Ärztliche und psychologische Beratung im Bereich Psychologie, Psychosomatik und Psychiatrie (z.B. bei ADHS, Essstörungen, Angst, Beziehungsproblemen, Depression, sexuellen Problemen, Persönlichkeitsstörungen)

ADHS Schweregrade von Hyperaktivität und Aufmerksamkeitsstörung

Geschrieben von: Martin Winkler
Erstfassung: 26 Sep 2004. Geändert: 26 Sep 2004.

Abstrakt:

Der Schweregrad der ADHS-Symptomatik wird üblicherweie nach der Intensität der Symptomatik und Auswirkungen im Alltag in verschiedenen Lebensbereichen beurteilt.

Frage:

Gibt es unterschiedliche Schweregrade von ADHS?
Gibt es ein leichtes ADHS-Syndrom?

Antwort:

Die Frage, ob ein Kind nur leicht oder geringgradig von ADHS betroffen sein könnte, beschäftigt nicht selten die Eltern oder auch Therapeuten. Dabei sollte man sich jedoch verdeutlichen, dass bereits die Diagnosekriterien von ADHS eine deutliche Beeinträchtigung in mindestens 2 Lebensbereichen erfordern. Wenn man also die Diagnose ADHS überhaupt vergibt, so muss bereits eine erhebliche Schwere der Beeinträchtigung vorliegen!

Nun wird in aktuellen Leitlinien bzw. Veröffentlichungen zum Thema ADHS der Schweregrad der Symptomatik ADHS am "Grad der Generalisierung in verschiedenen Lebensbereichen (Familie, Kindergarten/ Schule/ Freizeitbereich) und dem Ausmass bestimmt, in dem die Symptomatik nicht nur in fremdbestimmten Situationen (z.B. Schule, Hausaufgaben) auftritt, sondern auch in selbstbestimmten Situationen (Spiel) auftritt (nach Remschmidt und Heiser, Deutsches Ärzteblatt, 37 2004).

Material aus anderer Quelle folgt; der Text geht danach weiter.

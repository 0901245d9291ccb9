use serde::{Deserialize, Serialize};
use std::path::{Path, PathBuf};
use std::time::Duration;

use ragchat_core::util::APP_DIR;
use tracing::info;

/// Environment variable overriding `backend.base_url`.
pub const BACKEND_URL_ENV: &str = "RAGCHAT_BACKEND_URL";

const CONFIG_TEMPLATE: &str = r#"{
  "backend": {
    "base_url": "http://localhost:8000",
    "timeout_secs": null
  },
  "storage": {
    "state_file": null
  }
}"#;

#[derive(Debug, Deserialize, Serialize, Clone, Default)]
pub struct Config {
    #[serde(default)]
    pub backend: BackendConfig,
    #[serde(default)]
    pub storage: StorageConfig,
}

#[derive(Debug, Deserialize, Serialize, Clone)]
pub struct BackendConfig {
    #[serde(default = "BackendConfig::default_base_url")]
    pub base_url: String,
    /// Seconds to wait for an answer before giving up on a turn.
    #[serde(default)]
    pub timeout_secs: Option<u64>,
}

impl Default for BackendConfig {
    fn default() -> Self {
        Self {
            base_url: Self::default_base_url(),
            timeout_secs: None,
        }
    }
}

impl BackendConfig {
    fn default_base_url() -> String {
        "http://localhost:8000".to_string()
    }

    #[must_use]
    pub fn timeout(&self) -> Option<Duration> {
        self.timeout_secs.map(Duration::from_secs)
    }
}

#[derive(Debug, Deserialize, Serialize, Clone, Default)]
pub struct StorageConfig {
    /// Where the session id is persisted. Defaults to `~/ragchat/state.json`.
    #[serde(default, skip_serializing_if = "Option::is_none")]
    pub state_file: Option<PathBuf>,
}

impl StorageConfig {
    pub fn state_file_path(&self) -> anyhow::Result<PathBuf> {
        match &self.state_file {
            Some(path) => Ok(path.clone()),
            None => Ok(Config::config_dir()?.join("state.json")),
        }
    }
}

impl Config {
    pub fn config_dir() -> anyhow::Result<PathBuf> {
        Ok(dirs::home_dir()
            .ok_or_else(|| anyhow::anyhow!("Cannot find home directory"))?
            .join(APP_DIR))
    }

    pub fn config_path() -> anyhow::Result<PathBuf> {
        Ok(Self::config_dir()?.join("config.json"))
    }

    /// Load `~/ragchat/config.json`, applying `RAGCHAT_BACKEND_URL` on top.
    pub fn load() -> anyhow::Result<Self> {
        let config_path = Self::config_path()?;
        Self::load_from(&config_path, std::env::var(BACKEND_URL_ENV).ok())
    }

    /// Load from an explicit path. A missing file is only accepted when a
    /// backend URL override is supplied.
    pub fn load_from(config_path: &Path, backend_url: Option<String>) -> anyhow::Result<Self> {
        let backend_url = backend_url.filter(|url| !url.trim().is_empty());

        let mut config = if config_path.exists() {
            let content = std::fs::read_to_string(config_path)?;
            let config = Self::from_json(&content)?;
            info!("Loaded config from {}", config_path.display());
            config
        } else if backend_url.is_some() {
            Self::default()
        } else {
            anyhow::bail!(
                "Config file not found at: {}. Please run 'ragchat init' to create config.",
                config_path.display()
            );
        };

        if let Some(url) = backend_url {
            info!("Backend URL overridden by {BACKEND_URL_ENV}");
            config.backend.base_url = url;
        }

        Ok(config)
    }

    pub fn from_json(content: &str) -> anyhow::Result<Self> {
        Ok(serde_json::from_str(content)?)
    }

    pub fn ensure_config_dir() -> anyhow::Result<PathBuf> {
        let config_dir = Self::config_dir()?;
        std::fs::create_dir_all(&config_dir)?;
        Ok(config_dir)
    }

    pub fn create_config() -> anyhow::Result<()> {
        let config_dir = Self::ensure_config_dir()?;
        let config_path = config_dir.join("config.json");

        if config_path.exists() {
            anyhow::bail!(
                "Config file already exists at: {}. Please edit it directly.",
                config_path.display()
            );
        }

        std::fs::write(&config_path, CONFIG_TEMPLATE)?;

        println!("✅ Created config file at: {}", config_path.display());
        println!();
        println!("📝 Next steps:");
        println!("   1. Point backend.base_url at your question-answering backend");
        println!("   2. Run 'ragchat info' to check the backend is reachable");
        println!("   3. Run 'ragchat chat' to start a conversation");
        println!();
        println!("🔧 Configuration options:");
        println!("   - backend.timeout_secs: give up on a turn after this many seconds");
        println!("   - storage.state_file: where the session id is kept");
        println!("   - {BACKEND_URL_ENV}: overrides backend.base_url");
        println!();
        Ok(())
    }
}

Anders ausgedrückt wird damit auch die Fähigkeit des Kindes beschrieben, sich an diese Situationen anzupassen. Anpassung ist aber ein wechselseitiger Prozess. Fehlen günstige Bedingungen wie Struktur und Stabilität bzw. Vorhersehbarkeit des Verhaltens für das Kind, so wird es weit schneller zu Auffälligkeiten im Verhalten kommen. Wir wissen, dass gerade ADHS-Kinder mit neuen Situationen und der Umstellung auf eine neue Bedingung erheblich grössere Probleme haben, als andere Kinder gleicher Entwicklungsstufe.

Die Fähigkeit mit solchen Anpassungssituationen wie Veränderungen und Wechsel in eine neue Umgebung umzugehen, kann also ein ganz wesentlicher Anhaltspunkt sein, welcher Schweregrad vorliegt!

Hier gibt es keine eindeutige Kategorisierung oder Festlegung ab wann man mit einer Therapie beginnen sollte oder müsste.

Leider wird aber der Schweregrad von ADHS vielfach noch mit Störverhalten oder Auffälligkeiten des Kindes gleichgesetzt. Gerade Mädchen vom unaufmerksamen Subtyp der ADHS fallen aber häufig eben gerade nicht auf, da sie über Kompensationsstrategien lange Zeit eher unscheinbar und ruhig wirken. Diese Kinder haben dann aber neben der weit längeren Arbeitsbelastung bei Hausaufgaben oder Übungen, Verträumtheit oder zu vielen Fehlern im Diktat weit häufiger andere Beschwerden. Hierzu können u.a.

gehören. Der Schweregrad von ADHS wird also auch ganz wesentlich dadurch bestimmt, ob zusätzliche psychische oder auch körperliche (psychosomatische) Beschwerdebilder vorliegen.

Daneben sollte man berücksichtigen, dass die Beeinträchtigung durch Kompensationsstrategien (z.B. überlange Hausaufgaben, wiederholtes Auswendiglernen, perfektionistische Verhaltensweisen mit zwanghaftem Wiederholen oder Ordnen) sehr wohl eine zeitliche und emotionale Belastung darstellen, die weit stärker als externale Verhaltensstörungen (Unruhe, Aggressivität) die Lebensqualität und Leistungsfähigkeit beeinträchtigen könnten.

Grundsätzlich ist die Aussage mit Vorsicht zu bewerten, dass der "unaufmerksame Subtyp" von ADHS eine weniger stark ausgeprägte Variante der ADHS sei. Vielmehr ist dieser Subtyp längst nicht so klar erkennbar und führt so häufiger erst nach der Pubertät bzw. im frühen Erwachsenenalter zu ganz erheblichen Beschwerden.